O Homem dos direitos humanos é uma pessoa. “Todo o homem tem o direito de ser, em todos os lugares, reconhecido como pessoa perante a lei”, proclama a Declaração Universal de 1948 (art. 6) (SUPIOT, 2007, p. 236). Isso é o que dá todo o fundamento à nossa

defesa da inclusão das violações a certas liberdades públicas nos crimes sob a competência do TPI. No próximo item, apresentar-se-á uma abordagem sucinta sobre a Corte Africana dos Direitos Humanos.

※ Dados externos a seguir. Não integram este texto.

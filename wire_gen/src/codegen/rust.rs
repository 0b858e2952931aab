use crate::codegen::rust_gen::{
  EmitCtx, RUNTIME_PREAMBLE, emit_constant, emit_context_decl, emit_struct_decl, emit_struct_impl, module_header,
};
use crate::codegen::sink::{CodeSink, ModuleSink, Section};
use crate::dependency::DependencyAnalyzer;
use crate::error::{GenError, GenResult};
use crate::naming::{RESERVED_TYPE_IDENTS, type_ident};
use crate::schema::resolved::Resolver;
use crate::schema::{Context, Struct};
use anyhow::Context as _;
use std::path::Path;
use tracing::{debug, info};

pub struct RustCodeGenerator<'a> {
  resolver: &'a Resolver,
  options: RustCodeGeneratorOptions,
}

#[derive(Debug, Clone)]
pub struct RustCodeGeneratorOptions {
  /* Free text placed in the header comment */
  pub module_doc: Option<String>,
  pub emit_constants: bool,
  pub emit_parse_fns: bool,
  /* Source documents listed in the header comment */
  pub sources: Vec<String>,
}

impl Default for RustCodeGeneratorOptions {
  fn default() -> Self {
    Self { module_doc: None, emit_constants: true, emit_parse_fns: true, sources: Vec::new() }
  }
}

impl<'a> RustCodeGenerator<'a> {
  pub fn new(resolver: &'a Resolver, options: RustCodeGeneratorOptions) -> Self {
    Self { resolver, options }
  }

  /// Check the whole compilation unit before anything is emitted.
  pub fn analyze(&self) -> GenResult<()> {
    let structs: Vec<&Struct> = self.resolver.structs().collect();
    let contexts: Vec<&Context> = self.resolver.contexts().collect();
    let analysis = DependencyAnalyzer::new().analyze(&structs, &contexts);
    match analysis.first_error() {
      Some(err) => Err(err),
      None => Ok(()),
    }
  }

  /// Emit the complete module into `sink`. Stops at the first error.
  pub fn emit_into<S: CodeSink>(&self, sink: &mut S) -> GenResult<()> {
    self.analyze()?;
    self.seed_declarations(sink)?;

    let mut preamble = module_header(&self.options.sources, self.options.module_doc.as_deref());
    preamble.push('\n');
    preamble.push_str(RUNTIME_PREAMBLE);
    sink.push_section(Section::Preamble, &preamble);

    if self.options.emit_constants {
      for (name, value) in self.resolver.constants() {
        sink.push_section(Section::Constants, &emit_constant(name, value));
      }
    }

    for context in self.resolver.contexts() {
      sink.push_section(Section::Contexts, &emit_context_decl(context)?);
    }

    let mut emitted = 0usize;
    for def in self.resolver.structs() {
      if def.is_extern() {
        debug!(name = %def.name, "skipping extern struct");
        continue;
      }
      self.emit_struct(def, sink)?;
      emitted += 1;
    }

    info!(structs = emitted, contexts = self.resolver.contexts().count(), "generated module");
    Ok(())
  }

  pub fn emit_code(&self) -> GenResult<String> {
    let mut sink = ModuleSink::new();
    self.emit_into(&mut sink)?;
    Ok(sink.finish())
  }

  /// Declarations and impl of a single struct, without the module preamble.
  pub fn emit_struct_code(&self, name: &str) -> GenResult<String> {
    self.analyze()?;
    let def = self
      .resolver
      .lookup_struct(name)
      .ok_or_else(|| GenError::UnknownStruct { name: name.to_string() })?;
    let mut sink = ModuleSink::new();
    self.seed_declarations(&mut sink)?;
    self.emit_struct(def, &mut sink)?;
    Ok(sink.finish())
  }

  /// Generate and write the module. Nothing is written if generation fails.
  pub fn write_module(&self, path: &Path) -> anyhow::Result<()> {
    let code = self.emit_code()?;
    if let Some(parent) = path.parent() {
      if !parent.as_os_str().is_empty() {
        std::fs::create_dir_all(parent)
          .with_context(|| format!("Failed to create output directory {}", parent.display()))?;
      }
    }
    std::fs::write(path, code).with_context(|| format!("Failed to write {}", path.display()))?;
    info!(path = %path.display(), "wrote generated module");
    Ok(())
  }

  fn emit_struct<S: CodeSink>(&self, def: &Struct, sink: &mut S) -> GenResult<()> {
    let resolved = self.resolver.resolve_struct(def)?;
    let ctx = EmitCtx::new(self.resolver, def);
    let decl = emit_struct_decl(&ctx, &resolved, sink)?;
    sink.push_section(Section::Types, &decl);
    sink.push_section(Section::Impls, &emit_struct_impl(&ctx, &resolved, self.options.emit_parse_fns)?);
    debug!(name = %def.name, members = resolved.members.len(), "emitted struct");
    Ok(())
  }

  /* Names of every top-level type, so union enums cannot take them */
  fn seed_declarations<S: CodeSink>(&self, sink: &mut S) -> GenResult<()> {
    for name in RESERVED_TYPE_IDENTS {
      sink.declare(name);
    }
    let names = self.resolver.structs().map(|s| &s.name).chain(self.resolver.contexts().map(|c| &c.name));
    for name in names {
      let ident = type_ident(name);
      if !sink.declare(&ident) {
        return Err(GenError::DuplicateDefinition { kind: "type", name: ident });
      }
    }
    Ok(())
  }
}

Em termos lógicos, o Estado é uma instituição do direito que deveria proteger os direitos fundamentais dos indivíduos humanos, mas acontece o contrário: na maior parte do mundo, o próprio Estado foi considerado como a instituição que mais viola os direitos fundamentais dos seus cidadãos, e é por razões como essa que se deu origem aos tribunais regionais e internacional, com o intuito de procurar ao máximo possível o respeito ao princípio da dignidade da pessoa humana, como sendo um valor jurídico acima de todos os valores.